Feeding the black bears in Cades Cove can be tragic, for both bear and human. Ever feed a family dog from the table or give him food off your plate? What happens is they began to expect it, and can become beggars. And people lose sight that this is still a wild animal and can be aggressive and dangerous. It’s just not a good combo. The park has worked hard to educate people on this matter and thus there are more bears living in the park than ever before.
Approximately 1,500 black bears live in the park; this is the largest population ever recorded in the Smokies. This equals a population density of approximately two bears per square mile.
This is large part due to the cut back of “nuisance bears,” the ones people condition to approach humans for food.
In addition, our knowledge about black bears continues to grow, thanks to professors and researchers at the University of Tennessee who have been studying the black bears of the Smokies since 1968.
How to Spot Black Bears in Cades Cove
Now, more bears are truly wild and less likely to approach humans.

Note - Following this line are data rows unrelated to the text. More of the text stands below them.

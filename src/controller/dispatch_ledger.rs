use axum::extract::State;
use axum::Json;

use crate::app::AppState;
use crate::controller::{ledger_response, parse_category, JsonError, PathParams};
use crate::controller::dispatch_entry::DispatchResponse;
use crate::domain::use_case::dispatch_ledger_use_case;

pub async fn dispatch_ledger(
    State(app_state): State<AppState>,
    PathParams(category): PathParams<String>,
) -> Result<Json<DispatchResponse>, JsonError<'static>> {
    let category = parse_category(&category)?;
    let outcome = dispatch_ledger_use_case(
        &app_state.snapshot_store,
        &app_state.dispatch_gateway,
        app_state.shift_book.ledger(category),
    )
    .await?;
    Ok(Json(DispatchResponse {
        outcome,
        ledger: ledger_response(&app_state, category).await,
    }))
}
use std::collections::HashMap;
use std::time::{Duration, Instant};

use anyhow::Result;
use reqwest::Client;
use tracing::{info, warn};

use crate::domain::entity::{Category, DispatchPayload};
use crate::domain::gateway::{DispatchError, DispatchGateway};

/// Posts payloads as JSON to the automation webhook. Categories may override
/// the default endpoint.
#[derive(Clone, Debug)]
pub struct WebhookDispatchGateway {
    client: Client,
    default_url: String,
    category_urls: HashMap<Category, String>,
}

impl WebhookDispatchGateway {
    pub fn new(
        default_url: String,
        category_urls: HashMap<Category, String>,
        timeout: Duration,
    ) -> Result<Self> {
        let client = Client::builder().timeout(timeout).build()?;
        Ok(Self {
            client,
            default_url,
            category_urls,
        })
    }

    pub fn url_for(&self, category: Category) -> &str {
        self.category_urls
            .get(&category)
            .unwrap_or(&self.default_url)
    }
}

impl DispatchGateway for WebhookDispatchGateway {
    async fn dispatch(&self, payload: &DispatchPayload) -> Result<(), DispatchError> {
        let category = payload.category();
        let url = self.url_for(category);
        let start = Instant::now();
        let response = self
            .client
            .post(url)
            .json(payload)
            .send()
            .await
            .map_err(|err| classify_error(url, err))?;

        let status = response.status();
        let latency_ms = start.elapsed().as_millis() as u64;
        if !status.is_success() {
            warn!(%category, url, status = status.as_u16(), latency_ms, "Automation webhook rejected dispatch");
            return Err(DispatchError::Rejected(status.as_u16()));
        }
        info!(%category, url, status = status.as_u16(), latency_ms, "Dispatched to automation webhook");
        Ok(())
    }
}

fn classify_error(url: &str, err: reqwest::Error) -> DispatchError {
    if err.is_timeout() {
        return DispatchError::TimedOut(url.into());
    }
    if err.is_connect() {
        return DispatchError::Unreachable(url.into());
    }
    DispatchError::Other(
        anyhow::Error::from(err).context(format!("Network error communicating with {url}")),
    )
}
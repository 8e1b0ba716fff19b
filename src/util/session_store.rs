//! Durable session persistence over browser `localStorage`.
//!
//! DESIGN
//! ======
//! The token and user are stored as ONE serialized record under a single
//! key, so a reload can never observe a token without its user (or vice
//! versa). `localStorage` is shared across tabs of the same origin with no
//! locking; login/logout overwrites are idempotent, so last-write-wins is
//! acceptable.

#[cfg(test)]
#[path = "session_store_test.rs"]
mod session_store_test;

use serde::{Deserialize, Serialize};

use crate::net::types::User;

/// Storage key for the serialized session record.
pub const SESSION_KEY: &str = "atrium_session";

/// The single durable-storage record: a token and its user, together.
#[derive(Clone, Debug, PartialEq, Serialize, Deserialize)]
pub struct SessionRecord {
    /// Opaque credential issued by the auth API.
    pub token: String,
    /// The account the token belongs to.
    pub user: User,
}

/// Serialize a record for storage. `None` only on serializer failure.
pub fn encode_record(record: &SessionRecord) -> Option<String> {
    serde_json::to_string(record).ok()
}

/// Parse a stored record. `None` for missing or unparsable input, which
/// callers treat as an unauthenticated session.
pub fn decode_record(raw: &str) -> Option<SessionRecord> {
    serde_json::from_str(raw).ok()
}

/// Load the persisted session record, if any.
pub fn load() -> Option<SessionRecord> {
    #[cfg(feature = "hydrate")]
    {
        let storage = web_sys::window().and_then(|w| w.local_storage().ok().flatten())?;
        let raw = storage.get_item(SESSION_KEY).ok().flatten()?;
        decode_record(&raw)
    }
    #[cfg(not(feature = "hydrate"))]
    {
        None
    }
}

/// Persist the session record, replacing any previous one.
pub fn save(record: &SessionRecord) {
    #[cfg(feature = "hydrate")]
    {
        let Some(storage) = web_sys::window().and_then(|w| w.local_storage().ok().flatten()) else {
            return;
        };
        let Some(raw) = encode_record(record) else {
            return;
        };
        let _ = storage.set_item(SESSION_KEY, &raw);
    }
    #[cfg(not(feature = "hydrate"))]
    {
        let _ = record;
    }
}

/// Remove the persisted session record. Succeeds when already empty.
pub fn clear() {
    #[cfg(feature = "hydrate")]
    {
        if let Some(storage) = web_sys::window().and_then(|w| w.local_storage().ok().flatten()) {
            let _ = storage.remove_item(SESSION_KEY);
        }
    }
}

However, this also means humans are less likely to see black bears. But follow some of the tips below and you’ll greatly increase your chances.
Bears can be found throughout the park, but are easiest to spot in open areas such as Cades Cove and Cataloochee Valley.
Go in the morning (6 a.m. to 10 a.m.) or late afternoon (3 – 7 p.m.). Black bears tend to be out foraging around these times, and an added perk is that the morning and/or evening light is divine.
Bring binoculars! Because you don’t want to get too close to the bears, binoculars are a great way to get that close look that you will inevitably desire.
Keep your eyes on the trees. Black bears love to climb. There are several food items that can be found up there.
Stay at least 150 feet away. If a bear stops what it is doing and watches you, you are too close. If a bear makes a move towards you or makes loud noises or swats the ground, it is demanding more space. Give it to him obviously, but don’t run. Slowly back away with your eyes still on the bear. Increase your distance, the bear will most likely do the same.
Other bear safety tip scan be found here: https://www.nps.gov/grsm/learn/nature/black-bears.htm
There is an 11-mile scenic route that has become a main attraction; it’s a great way to experience the Smokies, and the drive has earned a great reputation as a hub for black bears. The loop is, like life, whatever you make of it. You can zip around and hope to spot a bear or two, or you can stop and take your time at the many landmarks along the way, a drive that could stretch to 4, 5, even 6 hours if you’d like.
If you are on a wild bear chase around the loop, be patient. It’s worth it when you do see one.
Regardless if you get to see the elusive black bears or not, you will undoubtedly enjoy your time in the Smokies simply because of the other kinds of wildlife and all the wonderful natural beauty present there.